Pantang dan Puasa

Jumat, 4 Maret 2022 – Hari Jumat sesudah Rabu Abu

66

Matius 9:14-15

Kemudian datanglah murid-murid Yohanes kepada Yesus dan berkata: “Mengapa kami dan orang Farisi berpuasa, tetapi murid-murid-Mu tidak?” Jawab Yesus kepada mereka: “Dapatkah sahabat-sahabat mempelai laki-laki berdukacita selama mempelai itu bersama mereka? Tetapi waktunya akan datang mempelai itu diambil dari mereka dan pada waktu itulah mereka akan berpuasa.”

***

Di samping mempunyai unsur personal, yakni keselarasan hidup dengan kehendak Allah, berpantang dan berpuasa juga mempunyai unsur sosial, yakni perwujudan semangat berbagi. Berpuasa berarti berbagi. Berbagi di sini bukan hanya menyangkut materi, tetapi juga menyangkut pewartaan tentang pertobatan dan pembaruan hidup.

Ada tertulis dalam kitab Yesaya: “Serukanlah kuat-kuat, janganlah tahan-tahan! Nyaringkanlah suaramu bagaikan sangkakala, beritahukanlah kepada umat-Ku pelanggaran mereka dan kepada kaum keturunan Yakub dosa mereka!” (bacaan pertama hari ini, Yes. 58:1-9a). Demikianlah warta pertobatan harus dinyatakan, diserukan, dan disiarkan dengan kuat dan nyaring, menandakan betapa penting dan mendesaknya pertobatan yang harus dilakukan. Pertobatan membawa terang bagi sesama dan dunia. Dengan bertobat, kita berseru kepada Allah yang senantiasa mengulurkan tangan kasih-Nya. Pertobatan adalah langkah yang benar dan tepat untuk datang kepada Allah yang menyelamatkan, menebus, mengampuni, dan menerima kembali diri kita dalam kasih-Nya.

Berpantang dan berpuasa juga menjadi kesempatan bagi kita untuk menantikan kedatangan Yesus Kristus, sang Penyelamat. Kedatangan-Nya membawa penebusan. Saat penantian hendaknya kita isi dengan berbagai kegiatan rohani, seperti berdoa, membaca Kitab Suci, mengikuti pendalaman iman dan retret, melakukan mati raga atau askese, menerima sakramen tobat, dan sebagainya, agar diri kita semakin diperkaya. Dengan itu, kita masuk dalam keheningan untuk menyatukan diri kita dengan Allah dan menjiwai kehendak-Nya dalam hidup harian kita.
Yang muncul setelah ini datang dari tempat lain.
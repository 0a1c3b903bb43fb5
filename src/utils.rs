use crate::error::{CalculatorError, Result};
use crate::schema::DailyRecord;
use chrono::{Datelike, Days, NaiveDate};

/// ISO-8601 week-numbering key `(iso_year, iso_week)`.
///
/// Weeks start on Monday and belong to the year of their Thursday, so the
/// first days of January can fall in week 52/53 of the previous year and the
/// last days of December in week 1 of the next.
pub fn iso_week_key(date: NaiveDate) -> (i32, u32) {
    let week = date.iso_week();
    (week.year(), week.week())
}

/// Plain calendar month key `(year, month)` with `month` in `1..=12`.
pub fn month_key(date: NaiveDate) -> (i32, u32) {
    (date.year(), date.month())
}

pub fn capitalize_first(text: &str) -> String {
    let mut chars = text.chars();
    match chars.next() {
        Some(first) => first.to_uppercase().chain(chars).collect(),
        None => String::new(),
    }
}

pub fn last_day_of_month(year: i32, month: u32) -> Result<NaiveDate> {
    let next_month = if month == 12 { 1 } else { month + 1 };
    let next_year = if month == 12 { year + 1 } else { year };

    NaiveDate::from_ymd_opt(next_year, next_month, 1)
        .and_then(|d| d.checked_sub_days(Days::new(1)))
        .ok_or_else(|| CalculatorError::DateError(format!("Invalid month {}-{:02}", year, month)))
}

/// Parses a period string in the format "YYYY-MM" or "YYYY-MM:YYYY-MM"
/// Returns (start_date, end_date), both inclusive.
pub fn parse_period_string(period: &str) -> Result<(NaiveDate, NaiveDate)> {
    let parts: Vec<&str> = period.split(':').collect();

    let (first, last) = match parts.as_slice() {
        [single] => (*single, *single),
        [start, end] => (*start, *end),
        _ => {
            return Err(CalculatorError::DateError(format!(
                "Invalid period format: {}. Expected 'YYYY-MM' or 'YYYY-MM:YYYY-MM'",
                period
            )))
        }
    };

    let start_date = parse_month_start(first)?;
    let end_start = parse_month_start(last)?;
    let end_date = last_day_of_month(end_start.year(), end_start.month())?;

    if end_date < start_date {
        return Err(CalculatorError::DateError(format!(
            "Period '{}' ends before it starts",
            period
        )));
    }

    Ok((start_date, end_date))
}

fn parse_month_start(text: &str) -> Result<NaiveDate> {
    let start_str = format!("{}-01", text.trim());
    NaiveDate::parse_from_str(&start_str, "%Y-%m-%d").map_err(|_| {
        CalculatorError::DateError(format!(
            "Invalid date format in period: {}. Expected YYYY-MM",
            text
        ))
    })
}

/// Records whose UTC calendar date falls inside `period`, order preserved.
pub fn records_in_period(records: &[DailyRecord], period: &str) -> Result<Vec<DailyRecord>> {
    let (start, end) = parse_period_string(period)?;
    Ok(records
        .iter()
        .filter(|r| {
            let day = r.created_at.date_naive();
            day >= start && day <= end
        })
        .cloned()
        .collect())
}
Buah dari segenap kegiatan rohani di atas adalah pesta kemenangan bersama Yesus. Yesus yang hadir akan menebus, menyelamatkan, dan memulihkan martabat kita yang mulia dari dosa. Jika kita mau berpesta bersama Yesus, jalan yang harus ditempuh adalah dengan berpantang dan berpuasa.